Weddings and conferences and sleeping in friends’ spare rooms make for plenty of blog content, but not much blogging time or head-space. For now I’ll say: the wedding was gorgeous, the conference was tiring but brilliant, and it has been most enjoyable catching up with old friends and taking advantage of their hospitality in the process.

It’s my graduation tomorrow. Well, today actually. I can’t sleep. My brother and my boyfriend are both here to help me celebrate. We had a great day in York today (well, yesterday), and on Sunday we drove out to the Dales – a superior pub lunch in Grassington followed by a stroll to Malham cove. Yorkshire is just the best.

My brother says that meeting my lovely, talented, hard-working friends, many of whom graduated with their PhDs several years ago now, is making him reconsider his postgraduate plans. Most are struggling by with scraps of teaching supplemented by library jobs.

I’ve been dithering for a couple of weeks as to whether to accept a part time job in a kindergarten in Norway, to cover costs while I work on articles and a book proposal. I accepted it yesterday and now I feel slightly terrible. M had counseled against it, on the grounds of missed holidays (chances to tag along on his business trips to exotic places), early mornings and having to drive the car to the next town even in winter, it will interrupt my brilliant two-month summer job, and a couple of other things. Sigh. Why are decisions so hard to make? I accepted it on the grounds of money, Norwegian integration and a structure to my week.  But I’m still not sure. My applications to several academic jobs in the UK didn’t get anywhere, which wasn’t a surprise given the current market, but disheartening all the same.

Anyway. I’m still pretty proud of the PhD. And looking forward to wearing the floppy green hat. Photos to follow!

Oh noes!

I was going to write a blog post tonight, really I was. But it is late and I am tired and we have to get up early tomorrow to drive to the airport. Off to London, for my cousin’s wedding, then up to Leeds for the IMC and then my graduation! Much excitement and I can’t wait to catch up with my brother and my cousins in London…
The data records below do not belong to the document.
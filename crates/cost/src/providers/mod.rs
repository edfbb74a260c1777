//! Cloud API provider implementations.
//!
//! This module provides integrations with:
//!
//! - AWS Organizations - `ListAccounts`
//! - AWS Cost Explorer - `GetCostAndUsage`

pub mod aws;
mod traits;

pub use aws::{AwsCostExplorer, AwsOrganizations};
pub use traits::{
    Account, AccountPage, CostExplorerApi, CostGroup, CostMetric, CostPage, CostQuery,
    CostQueryError, CostRecord, DirectoryError, Granularity, MetricValue, OrganizationsApi,
    ResultByTime, TimeWindow,
};
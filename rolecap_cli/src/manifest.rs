use rolecap_core::{CapabilityConfig, ConfigError, InMemoryRoleStore};
use serde::Deserialize;
use std::collections::BTreeMap;
use std::fs;
use std::path::Path;

/// A capability configuration plus the role store it should run against.
#[derive(Debug, Clone, Deserialize)]
pub struct Manifest {
    #[serde(flatten)]
    pub config: CapabilityConfig,

    /// Role name to the capabilities it starts with
    #[serde(default)]
    pub roles: BTreeMap<String, Vec<String>>,

    /// Roles held by the actor used for `can` checks
    #[serde(default)]
    pub actor_roles: Vec<String>,
}

impl Manifest {
    pub fn from_file<P: AsRef<Path>>(path: P) -> Result<Self, ConfigError> {
        Self::from_toml(&fs::read_to_string(path)?)
    }

    pub fn from_toml(text: &str) -> Result<Self, ConfigError> {
        let manifest: Self = toml::from_str(text)?;
        manifest.config.validate()?;
        if manifest.roles.keys().any(|name| name.is_empty()) {
            return Err(ConfigError::Invalid("role names cannot be empty".to_string()));
        }
        Ok(manifest)
    }

    /// Build an in-memory store seeded with the manifest's roles
    pub fn role_store(&self) -> InMemoryRoleStore {
        let store = InMemoryRoleStore::new();
        for (name, capabilities) in &self.roles {
            store.add_role(name.clone(), capabilities.iter().cloned().collect());
        }
        store.set_actor_roles(self.actor_roles.iter().cloned());
        store
    }
}
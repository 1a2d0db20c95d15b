use super::{log_summary, resolve_roles, CapabilityManager, ManagerKind};
use crate::capability::{RoleSet, ADMINISTRATOR_ROLE};
use crate::filter::RoleFilter;
use crate::registry::CapabilityRegistry;
use crate::report::{SyncOperation, SyncReport};
use crate::role_store::RoleStore;
use std::sync::Arc;
use tracing::{debug, warn};

/// Manager for stores that grant one capability to one role per call.
///
/// Every capability is also granted to the administrator role on `add()`.
pub struct DirectCapabilityManager {
    store: Arc<dyn RoleStore>,
    registry: CapabilityRegistry,
    filter: RoleFilter,
}

impl DirectCapabilityManager {
    pub fn new(store: Arc<dyn RoleStore>) -> Self {
        Self::with_filter(store, RoleFilter::new())
    }

    pub fn with_filter(store: Arc<dyn RoleStore>, filter: RoleFilter) -> Self {
        Self {
            store,
            registry: CapabilityRegistry::new(),
            filter,
        }
    }
}

impl CapabilityManager for DirectCapabilityManager {
    fn kind(&self) -> ManagerKind {
        ManagerKind::Direct
    }

    fn registry(&self) -> &CapabilityRegistry {
        &self.registry
    }

    fn registry_mut(&mut self) -> &mut CapabilityRegistry {
        &mut self.registry
    }

    fn filter(&self) -> &RoleFilter {
        &self.filter
    }

    fn filter_mut(&mut self) -> &mut RoleFilter {
        &mut self.filter
    }

    fn add(&self) -> SyncReport {
        let mut report = SyncReport::new(SyncOperation::Add);

        for (capability, roles) in self.registry.iter() {
            let mut roles = roles.clone();
            roles.insert(ADMINISTRATOR_ROLE.to_string());

            let filtered = self.filter.filter_roles(capability, &roles);
            debug!("Adding {} to roles {:?}", capability, filtered);

            for role in resolve_roles(self.store.as_ref(), &filtered, &mut report) {
                match role.grant(capability) {
                    Ok(()) => report.record_success(role.name(), [capability]),
                    Err(e) => {
                        warn!(
                            "Failed to grant {} to role {}: {}",
                            capability,
                            role.name(),
                            e
                        );
                        report.record_failure(
                            role.name(),
                            vec![capability.to_string()],
                            e.to_string(),
                        );
                    }
                }
            }
        }

        log_summary(self.kind(), &report);
        report
    }

    fn remove(&self) -> SyncReport {
        let mut report = SyncReport::new(SyncOperation::Remove);
        if self.registry.is_empty() {
            return report;
        }

        // Every known role, not just the registered ones, so roles that were
        // granted a capability and later filtered out still lose it.
        let all_roles = self.store.all_role_names();

        for (capability, registered) in self.registry.iter() {
            let candidates: RoleSet = registered.union(&all_roles).cloned().collect();

            let filtered = self.filter.filter_roles(capability, &candidates);
            debug!("Removing {} from roles {:?}", capability, filtered);

            for role in resolve_roles(self.store.as_ref(), &filtered, &mut report) {
                match role.revoke(capability) {
                    Ok(()) => report.record_success(role.name(), [capability]),
                    Err(e) => {
                        warn!(
                            "Failed to revoke {} from role {}: {}",
                            capability,
                            role.name(),
                            e
                        );
                        report.record_failure(
                            role.name(),
                            vec![capability.to_string()],
                            e.to_string(),
                        );
                    }
                }
            }
        }

        log_summary(self.kind(), &report);
        report
    }
}
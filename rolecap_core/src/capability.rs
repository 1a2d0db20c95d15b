use std::collections::BTreeSet;

/// A set of role names. Ordering is a convenience for stable output only.
pub type RoleSet = BTreeSet<String>;

/// Role that receives every capability on a direct `add()`.
pub const ADMINISTRATOR_ROLE: &str = "administrator";

/// Suffix appended to the configured prefix to form the super-capability.
pub const MANAGE_OPTIONS_SUFFIX: &str = "_manage_options";

/// Suffix appended to a capability name to form its role filter hook.
pub const ROLES_HOOK_SUFFIX: &str = "_roles";

/// Build the super-capability name for a prefix, e.g. `app` -> `app_manage_options`.
pub fn super_capability(prefix: &str) -> String {
    format!("{}{}", prefix, MANAGE_OPTIONS_SUFFIX)
}

/// Name of the filter hook consulted for a capability's roles.
pub fn filter_hook_name(capability: &str) -> String {
    format!("{}{}", capability, ROLES_HOOK_SUFFIX)
}

/// Collect role names into a set, dropping empty names.
pub fn role_set<I, R>(roles: I) -> RoleSet
where
    I: IntoIterator<Item = R>,
    R: Into<String>,
{
    roles
        .into_iter()
        .map(Into::into)
        .filter(|role: &String| !role.is_empty())
        .collect()
}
It’s been a very busy few weeks since I posted. I have a summer job at M’s research institute, coming up with a newsletter prototype and coming to grips with InDesign. It’s brilliant. I’ve also been applying for academic jobs in the UK, interviewing people and writing an ethnography assignment, sussing out academic contacts in Norway and intending very muchly not to leave my conference paper to the last minute again. Oops. I’ve also been offered a part time job in a kindergarten and I’ve been dithering and dithering. It was really hot for two weeks – lots of cycling and swimming in the evenings. This week the rain has almost been a relief. Very much looking forward to the UK. And hoping to do some conference-papering on the plane tomorrow…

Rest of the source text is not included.